Sir Leicester considera oportuno y apropiado que el ama de llaves de Chesney Wold sea una persona notable. Aparte de eso, estima de verdad a la señora Rouncewell, y le gusta que se la elogie. Por eso dice: «Tienes razón, Volumnia», lo cual alegra mucho a esta última.

—No tiene hijas, ¿verdad?

—¿La señora Rouncewell? No, Volumnia. Tiene un hijo. La verdad es que tenía dos.

Milady, cuya enfermedad crónica de aburrimiento se ha visto tristemente agravada esta tarde por Volumnia, contempla cansada los candelabros y exhala un suspiro silencioso.

—Y eso constituye un notable ejemplo de la confusión en que hemos caído en estos tiempos, de la forma en que se destruyen los puntos de referencia, de cómo se abren las compuertas y se desarraigan las distinciones —dice Sir Leicester con gran solemnidad—, pues el señor Tulkinghorn me ha informado de que al hijo de la señora Rouncewell se le ha invitado a presentarse para el Parlamento.

La señorita Volumnia lanza un chillido.

—Sí, es cierto —repite Sir Leicester—. Para el Parlamento.

—¡Jamas he oído cosa igual! Dios mío, ¿qué hace ese hombre? —exclama Volumnia.

—Es eso que llaman… creo… un… metalúrgico —dice lentamente Sir Leicester, con mucha gravedad y grandes dudas, como si no estuviera seguro de que quizá el título adecuado fuera el de fontanero, o de que la expresión correcta quizá fuera otra que denotara alguna otra relación con algún tipo concreto de metales.

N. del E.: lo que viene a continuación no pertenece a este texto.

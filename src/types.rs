use crate::{wire, Value};

/// Result column descriptor.
#[derive(Clone, Debug, PartialEq, Eq)]
pub struct Col {
    pub name: String,
    pub decltype: Option<String>,
}

/// Decoded result of one statement.
#[derive(Clone, Debug, PartialEq)]
pub struct ResultSet {
    pub cols: Vec<Col>,
    pub rows: Vec<Vec<Value>>,
    pub affected_row_count: u64,
    pub last_insert_rowid: Option<i64>,
}

impl ResultSet {
    /// Names of the result columns, in order.
    pub fn column_names(&self) -> impl Iterator<Item = &str> {
        self.cols.iter().map(|col| col.name.as_str())
    }
}

/// Outcome of one batch step.
///
/// Step failures and skipped steps are data, not errors: a batch call only
/// fails as a whole on transport or protocol problems.
#[derive(Clone, Debug, PartialEq)]
pub enum StepOutcome {
    /// The step ran and succeeded.
    Ok(ResultSet),
    /// The step ran and the server reported a statement error.
    Error { message: String, code: Option<String> },
    /// The step's condition evaluated false and it was not executed.
    Skipped,
}

impl StepOutcome {
    pub fn is_ok(&self) -> bool {
        matches!(self, Self::Ok(_))
    }
}

impl From<wire::ProtocolError> for StepOutcome {
    fn from(error: wire::ProtocolError) -> Self {
        Self::Error {
            message: error.message,
            code: error.code,
        }
    }
}
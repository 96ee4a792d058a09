//! HTTP transport for the pipeline endpoint.
//!
//! One transport per logical connection; it holds no per-request mutable
//! state, so concurrent calls are as safe as the underlying `reqwest`
//! client, which is documented safe for concurrent use.

use std::fmt;

use reqwest::header;
use tokio_util::sync::CancellationToken;
use tracing::{debug, warn};

use crate::{translate, wire, HranaError, Result};

const PIPELINE_PATH: &str = "/v2/pipeline";

pub(crate) struct HttpTransport {
    http: reqwest::Client,
    pipeline_url: String,
    authorization: Option<String>,
}

impl fmt::Debug for HttpTransport {
    fn fmt(&self, f: &mut fmt::Formatter<'_>) -> fmt::Result {
        f.debug_struct("HttpTransport")
            .field("pipeline_url", &self.pipeline_url)
            .field(
                "authorization",
                &self.authorization.as_ref().map(|_| "<redacted>"),
            )
            .finish()
    }
}

impl HttpTransport {
    /// Validates and normalizes the endpoint, then builds the transport.
    /// Fails with [`HranaError::Configuration`] before any network I/O.
    pub(crate) fn open(base_url: &str, auth_token: Option<&str>) -> Result<Self> {
        let base = normalize_base_url(base_url)?;
        Ok(Self {
            http: reqwest::Client::new(),
            pipeline_url: format!("{base}{PIPELINE_PATH}"),
            authorization: auth_token.map(normalize_bearer_authorization),
        })
    }

    /// Performs one pipeline round trip. Returns the parsed response along
    /// with the raw body so callers can attach it to protocol violations.
    pub(crate) async fn send(
        &self,
        payload: &wire::PipelineRequest,
        cancel: &CancellationToken,
    ) -> Result<(wire::PipelineResponse, String)> {
        tokio::select! {
            biased;
            _ = cancel.cancelled() => Err(HranaError::Cancelled),
            result = self.round_trip(payload) => result,
        }
    }

    async fn round_trip(
        &self,
        payload: &wire::PipelineRequest,
    ) -> Result<(wire::PipelineResponse, String)> {
        debug!(url = %self.pipeline_url, requests = payload.requests.len(), "dispatching pipeline");

        let mut request = self
            .http
            .post(&self.pipeline_url)
            .header(header::CONTENT_TYPE, "application/json")
            .json(payload);
        if let Some(authorization) = &self.authorization {
            request = request.header(header::AUTHORIZATION, authorization);
        }

        let response = request.send().await?;
        let status = response.status();
        let body = response.text().await?;

        if !status.is_success() {
            warn!(status = status.as_u16(), "pipeline request failed");
            return Err(translate::classify_http_failure(status.as_u16(), body));
        }

        let parsed = serde_json::from_str::<wire::PipelineResponse>(&body).map_err(|err| {
            HranaError::protocol_violation(format!("invalid pipeline response JSON: {err}"), &body)
        })?;
        Ok((parsed, body))
    }
}

/// Normalizes the configured endpoint: strips a trailing slash, rewrites
/// `libsql://` to `https://`, and rejects unrecognized schemes.
fn normalize_base_url(base_url: &str) -> Result<String> {
    let trimmed = base_url.trim().trim_end_matches('/');
    if trimmed.is_empty() {
        return Err(HranaError::Configuration(
            "endpoint URL cannot be empty".to_owned(),
        ));
    }
    if let Some(rest) = trimmed.strip_prefix("libsql://") {
        return Ok(format!("https://{rest}"));
    }
    if trimmed.starts_with("https://") || trimmed.starts_with("http://") {
        return Ok(trimmed.to_owned());
    }
    Err(HranaError::Configuration(format!(
        "unsupported URL scheme in '{base_url}'; expected libsql://, https:// or http://"
    )))
}

/// Ensures the header value carries a `Bearer ` prefix; a caller-supplied
/// value that already has one (any casing) is passed through.
fn normalize_bearer_authorization(token: &str) -> String {
    let trimmed = token.trim();
    let prefix = trimmed.get(..7);
    if prefix.is_some_and(|value| value.eq_ignore_ascii_case("bearer ")) {
        trimmed.to_owned()
    } else {
        format!("Bearer {trimmed}")
    }
}

#[cfg(test)]
mod tests {
    use super::{normalize_base_url, normalize_bearer_authorization, HttpTransport};
    use crate::HranaError;

    #[test]
    fn rewrites_libsql_scheme_to_https() {
        assert_eq!(
            normalize_base_url("libsql://db.example.com").expect("must normalize"),
            "https://db.example.com"
        );
    }

    #[test]
    fn strips_trailing_slash() {
        assert_eq!(
            normalize_base_url("https://db.example.com/").expect("must normalize"),
            "https://db.example.com"
        );
    }

    #[test]
    fn rejects_unknown_scheme_before_any_request() {
        for url in ["ftp://db.example.com", "db.example.com", ""] {
            let err = normalize_base_url(url).expect_err("must reject");
            assert!(matches!(err, HranaError::Configuration(_)));
        }
    }

    #[test]
    fn normalize_bearer_adds_prefix_when_missing() {
        assert_eq!(
            normalize_bearer_authorization("abc123"),
            "Bearer abc123".to_owned()
        );
    }

    #[test]
    fn normalize_bearer_keeps_existing_prefix() {
        assert_eq!(
            normalize_bearer_authorization("bEaReR abc123"),
            "bEaReR abc123".to_owned()
        );
    }

    #[test]
    fn debug_redacts_authorization_value() {
        let transport =
            HttpTransport::open("https://db.example.com", Some("secret-token")).expect("must open");
        let debug = format!("{transport:?}");
        assert!(debug.contains("<redacted>"));
        assert!(!debug.contains("secret-token"));
    }

    #[test]
    fn missing_token_is_legal() {
        let transport = HttpTransport::open("https://db.example.com", None).expect("must open");
        let debug = format!("{transport:?}");
        assert!(debug.contains("None"));
    }
}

Volumnia da otro chillido.

—Ha rechazado la oferta, si la información que me ha dado el señor Tulkinghorn es correcta, de lo cual no me cabe duda, porque el señor Tulkinghorn siempre es correcto y exacto; pero eso —dice Sir Leicester— no corrige la anomalía, que está preñada de graves consideraciones… de consideraciones alarmantes, a mi juicio.

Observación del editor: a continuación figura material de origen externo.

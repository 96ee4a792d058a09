//! Conversion between native values and the wire representation.
//!
//! Integers cross the wire as decimal strings for round-trip fidelity beyond
//! the double-safe range; blobs as standard base64. The server may emit
//! base64 without trailing `=` padding, so the decoder right-pads to a
//! multiple of four before decoding.

use base64::{engine::general_purpose::STANDARD as BASE64, Engine as _};

use crate::{
    wire::{self, NamedArg, Stmt},
    HranaError, Params, ResultSet, Statement, Value,
};

pub(crate) fn build_stmt(statement: Statement) -> Result<Stmt, HranaError> {
    let Statement {
        sql,
        params,
        want_rows,
    } = statement;
    match params {
        Params::Positional(values) => {
            let args = values
                .into_iter()
                .map(encode_value)
                .collect::<Result<Vec<_>, _>>()?;

            Ok(Stmt {
                sql,
                args: (!args.is_empty()).then_some(args),
                named_args: None,
                want_rows,
            })
        }
        Params::Named(values) => {
            let named_args = values
                .into_iter()
                .map(|(name, value)| {
                    let name = normalize_named_parameter_name(&name)?;
                    let value = encode_value(value)?;
                    Ok(NamedArg { name, value })
                })
                .collect::<Result<Vec<_>, HranaError>>()?;

            Ok(Stmt {
                sql,
                args: None,
                named_args: (!named_args.is_empty()).then_some(named_args),
                want_rows,
            })
        }
    }
}

pub(crate) fn encode_value(value: Value) -> Result<wire::Value, HranaError> {
    match value {
        Value::Null => Ok(wire::Value::Null {}),
        Value::Integer(value) => Ok(wire::Value::Integer {
            value: value.to_string(),
        }),
        Value::Float(value) => {
            if !value.is_finite() {
                return Err(HranaError::Encoding(format!(
                    "float value '{value}' has no JSON representation"
                )));
            }
            Ok(wire::Value::Float { value })
        }
        Value::Text(value) => Ok(wire::Value::Text { value }),
        Value::Blob(bytes) => Ok(wire::Value::Blob {
            base64: BASE64.encode(bytes),
        }),
    }
}

pub(crate) fn decode_value(value: wire::Value, body: &str) -> Result<Value, HranaError> {
    match value {
        wire::Value::Null {} => Ok(Value::Null),
        wire::Value::Integer { value } => value.parse::<i64>().map(Value::Integer).map_err(|err| {
            HranaError::protocol_violation(format!("invalid integer value '{value}': {err}"), body)
        }),
        wire::Value::Float { value } => {
            if value.is_finite() {
                Ok(Value::Float(value))
            } else {
                Err(HranaError::protocol_violation(
                    format!("non-finite float value '{value}' is unsupported"),
                    body,
                ))
            }
        }
        wire::Value::Text { value } => Ok(Value::Text(value)),
        wire::Value::Blob { base64 } => decode_blob(&base64)
            .map(Value::Blob)
            .map_err(|detail| HranaError::protocol_violation(detail, body)),
    }
}

/// Decodes a base64 blob, tolerating missing trailing `=` padding.
fn decode_blob(encoded: &str) -> Result<Vec<u8>, String> {
    let remainder = encoded.len() % 4;
    let padded;
    let input = if remainder == 0 {
        encoded
    } else {
        padded = format!("{encoded}{}", "=".repeat(4 - remainder));
        &padded
    };
    BASE64
        .decode(input)
        .map_err(|err| format!("invalid base64 blob '{encoded}': {err}"))
}

pub(crate) fn decode_result_set(
    result: wire::StmtResult,
    body: &str,
) -> Result<ResultSet, HranaError> {
    let cols = result
        .cols
        .into_iter()
        .map(|col| crate::Col {
            name: col.name,
            decltype: col.decltype,
        })
        .collect();

    let rows = result
        .rows
        .into_iter()
        .map(|row| {
            row.into_iter()
                .map(|cell| decode_value(cell, body))
                .collect::<Result<Vec<_>, _>>()
        })
        .collect::<Result<Vec<_>, _>>()?;

    let last_insert_rowid = result
        .last_insert_rowid
        .map(|value| {
            value.parse::<i64>().map_err(|err| {
                HranaError::protocol_violation(
                    format!("invalid last_insert_rowid '{value}': {err}"),
                    body,
                )
            })
        })
        .transpose()?;

    Ok(ResultSet {
        cols,
        rows,
        affected_row_count: result.affected_row_count,
        last_insert_rowid,
    })
}

fn normalize_named_parameter_name(name: &str) -> Result<String, HranaError> {
    let normalized = name.trim_start_matches([':', '@', '$']);
    if normalized.is_empty() {
        return Err(HranaError::Encoding(
            "named parameter name cannot be empty".to_owned(),
        ));
    }
    Ok(normalized.to_owned())
}

#[cfg(test)]
mod tests {
    use super::{build_stmt, decode_value, encode_value};
    use crate::{wire, HranaError, Params, Statement, Value};

    fn round_trip(value: Value) -> Value {
        let encoded = encode_value(value).expect("must encode");
        decode_value(encoded, "").expect("must decode")
    }

    #[test]
    fn round_trips_every_kind() {
        for value in [
            Value::Null,
            Value::Integer(0),
            Value::Integer(i64::MAX),
            Value::Integer(i64::MIN),
            Value::Float(1.25),
            Value::Text("héllo".to_owned()),
            Value::Blob(Vec::new()),
            Value::Blob(vec![0xff]),
            Value::Blob((0u8..=63).collect()),
        ] {
            assert_eq!(round_trip(value.clone()), value);
        }
    }

    #[test]
    fn integer_crosses_wire_as_decimal_string() {
        let encoded = encode_value(Value::Integer(i64::MAX)).expect("must encode");
        assert_eq!(
            encoded,
            wire::Value::Integer {
                value: "9223372036854775807".to_owned()
            }
        );
    }

    #[test]
    fn non_finite_floats_are_rejected_at_encode() {
        for value in [f64::NAN, f64::INFINITY, f64::NEG_INFINITY] {
            let err = encode_value(Value::Float(value)).expect_err("must fail");
            assert!(matches!(err, HranaError::Encoding(_)));
        }
    }

    #[test]
    fn blob_decode_tolerates_missing_padding() {
        // "AQIDBA==" is [1, 2, 3, 4]; the server may drop one or both '='.
        for encoded in ["AQIDBA==", "AQIDBA=", "AQIDBA"] {
            let decoded = decode_value(
                wire::Value::Blob {
                    base64: encoded.to_owned(),
                },
                "",
            )
            .expect("must decode");
            assert_eq!(decoded, Value::Blob(vec![1, 2, 3, 4]));
        }
    }

    #[test]
    fn malformed_base64_is_a_protocol_violation() {
        let err = decode_value(
            wire::Value::Blob {
                base64: "**not-base64**".to_owned(),
            },
            "{}",
        )
        .expect_err("must fail");
        assert!(matches!(err, HranaError::ProtocolViolation { .. }));
    }

    #[test]
    fn non_numeric_integer_text_is_a_protocol_violation() {
        let err = decode_value(
            wire::Value::Integer {
                value: "nope".to_owned(),
            },
            "{}",
        )
        .expect_err("must fail");
        assert!(matches!(err, HranaError::ProtocolViolation { .. }));
    }

    #[test]
    fn build_positional_stmt() {
        let stmt = build_stmt(Statement::query(
            "SELECT ?",
            Params::positional([Value::integer(1)]),
        ))
        .expect("must build statement");
        assert!(stmt.args.is_some());
        assert!(stmt.named_args.is_none());
        assert!(stmt.want_rows);
    }

    #[test]
    fn build_named_stmt_strips_prefix() {
        let stmt = build_stmt(Statement::query(
            "SELECT :name",
            Params::named([(":name", Value::text("kit"))]),
        ))
        .expect("must build statement");

        let args = stmt.named_args.expect("must contain named args");
        assert_eq!(args[0].name, "name");
    }

    #[test]
    fn build_rejects_non_finite_float() {
        let err = build_stmt(Statement::query(
            "SELECT ?",
            Params::positional([Value::float(f64::NAN)]),
        ))
        .expect_err("must fail");
        assert!(matches!(err, HranaError::Encoding(_)));
    }
}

Cuando la señorita Volumnia se levanta con una mirada hacia los candelabros, Sir Leicester cortésmente efectúa la vuelta entera al salón, trae uno y lo enciende en la lámpara con pantalla de milady.

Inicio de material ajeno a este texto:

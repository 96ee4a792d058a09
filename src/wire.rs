//! Serde types for the Hrana v2 pipeline envelope.
//!
//! One pipeline request carries an ordered list of stream requests and the
//! server answers with one result per request, in order. Every pipeline this
//! crate sends ends with a `close` request so no stream state survives the
//! round trip.

use serde::{Deserialize, Serialize};

#[derive(Debug, Serialize)]
pub struct PipelineRequest {
    pub requests: Vec<Request>,
}

#[derive(Debug, Serialize)]
#[serde(tag = "type", rename_all = "snake_case")]
pub enum Request {
    Execute { stmt: Stmt },
    Batch { batch: Batch },
    Close {},
}

#[derive(Debug, Serialize)]
pub struct Stmt {
    pub sql: String,
    #[serde(skip_serializing_if = "Option::is_none")]
    pub args: Option<Vec<Value>>,
    #[serde(skip_serializing_if = "Option::is_none")]
    pub named_args: Option<Vec<NamedArg>>,
    pub want_rows: bool,
}

#[derive(Debug, Serialize)]
pub struct NamedArg {
    pub name: String,
    pub value: Value,
}

#[derive(Debug, Serialize)]
pub struct Batch {
    pub steps: Vec<BatchStep>,
}

#[derive(Debug, Serialize)]
pub struct BatchStep {
    #[serde(skip_serializing_if = "Option::is_none")]
    pub condition: Option<BatchCond>,
    pub stmt: Stmt,
}

/// Conditional execution expression over earlier step outcomes.
#[derive(Debug, Serialize)]
#[serde(tag = "type", rename_all = "snake_case")]
pub enum BatchCond {
    Ok { step: u32 },
    Error { step: u32 },
    Not { cond: Box<BatchCond> },
    And { conds: Vec<BatchCond> },
    Or { conds: Vec<BatchCond> },
}

/// Wire value. Integers travel as decimal strings so they survive
/// double-based JSON number parsers; floats are native JSON numbers.
#[derive(Clone, Debug, PartialEq, Serialize, Deserialize)]
#[serde(tag = "type", rename_all = "snake_case")]
pub enum Value {
    Null {},
    Integer { value: String },
    Float { value: f64 },
    Text { value: String },
    Blob { base64: String },
}

#[derive(Debug, Deserialize)]
pub struct PipelineResponse {
    pub results: Vec<PipelineResult>,
}

#[derive(Debug, Deserialize)]
pub struct PipelineResult {
    #[serde(rename = "type")]
    pub kind: String,
    #[serde(default)]
    pub response: Option<ResponseEnvelope>,
    #[serde(default)]
    pub error: Option<ProtocolError>,
}

/// Server-reported error, distinct from transport-level failures.
#[derive(Clone, Debug, Deserialize)]
pub struct ProtocolError {
    pub message: String,
    #[serde(default)]
    pub code: Option<String>,
}

#[derive(Debug, Deserialize)]
pub struct ResponseEnvelope {
    #[serde(rename = "type")]
    pub kind: String,
    #[serde(default)]
    pub result: Option<StreamResult>,
}

/// Payload of an `ok` stream response. Execute responses populate the
/// statement-result fields; batch responses populate the step vectors.
#[derive(Debug, Default, Deserialize)]
pub struct StreamResult {
    #[serde(default)]
    pub cols: Vec<Col>,
    #[serde(default)]
    pub rows: Vec<Vec<Value>>,
    #[serde(default)]
    pub affected_row_count: u64,
    #[serde(default)]
    pub last_insert_rowid: Option<String>,
    #[serde(default)]
    pub step_results: Vec<Option<StmtResult>>,
    #[serde(default)]
    pub step_errors: Vec<Option<ProtocolError>>,
}

impl StreamResult {
    /// Reinterprets an execute response's payload as a statement result.
    pub fn into_stmt_result(self) -> StmtResult {
        StmtResult {
            cols: self.cols,
            rows: self.rows,
            affected_row_count: self.affected_row_count,
            last_insert_rowid: self.last_insert_rowid,
        }
    }
}

#[derive(Debug, Deserialize)]
pub struct StmtResult {
    #[serde(default)]
    pub cols: Vec<Col>,
    #[serde(default)]
    pub rows: Vec<Vec<Value>>,
    #[serde(default)]
    pub affected_row_count: u64,
    #[serde(default)]
    pub last_insert_rowid: Option<String>,
}

#[derive(Debug, Deserialize)]
pub struct Col {
    pub name: String,
    #[serde(default)]
    pub decltype: Option<String>,
}
//! `hrana-http` is an async client for remote SQL endpoints speaking a
//! Hrana-style JSON-over-HTTP pipeline protocol.
//!
//! The crate wraps the `/v2/pipeline` endpoint with typed operations:
//! - [`HranaClient::execute`]
//! - [`HranaClient::execute_sequence`]
//! - [`HranaClient::execute_batch`]
//! - [`HranaClient::execute_transactional_batch`]
//!
//! Every operation is one self-contained HTTP round trip, cancellable
//! through a [`tokio_util::sync::CancellationToken`]. Failures surface as
//! the typed [`HranaError`] taxonomy; nothing is retried internally.

mod batch;
mod client;
mod codec;
mod error;
mod params;
mod translate;
mod transport;
mod types;
mod value;
mod wire;

pub use batch::{BatchStep, StepCondition};
pub use client::HranaClient;
pub use error::HranaError;
pub use params::{Params, Statement};
pub use types::{Col, ResultSet, StepOutcome};
pub use value::Value;

pub type Result<T> = std::result::Result<T, HranaError>;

—Te ruego, Milady —dice al mismo tiempo—, que te quedes unos momentos, porque esta persona a la que acabo de mencionar llegó esta tarde poco antes de la hora de cenar y pidió, de forma muy cortés —explica Sir Leicester, con su habitual respeto por la verdad— el favor de una breve entrevista, en una nota muy bien redactada y expresada, contigo y conmigo acerca del tema de esa muchacha. Como, según parecía, se proponía volver a marcharse esta noche, repliqué que lo veríamos antes de retirarnos.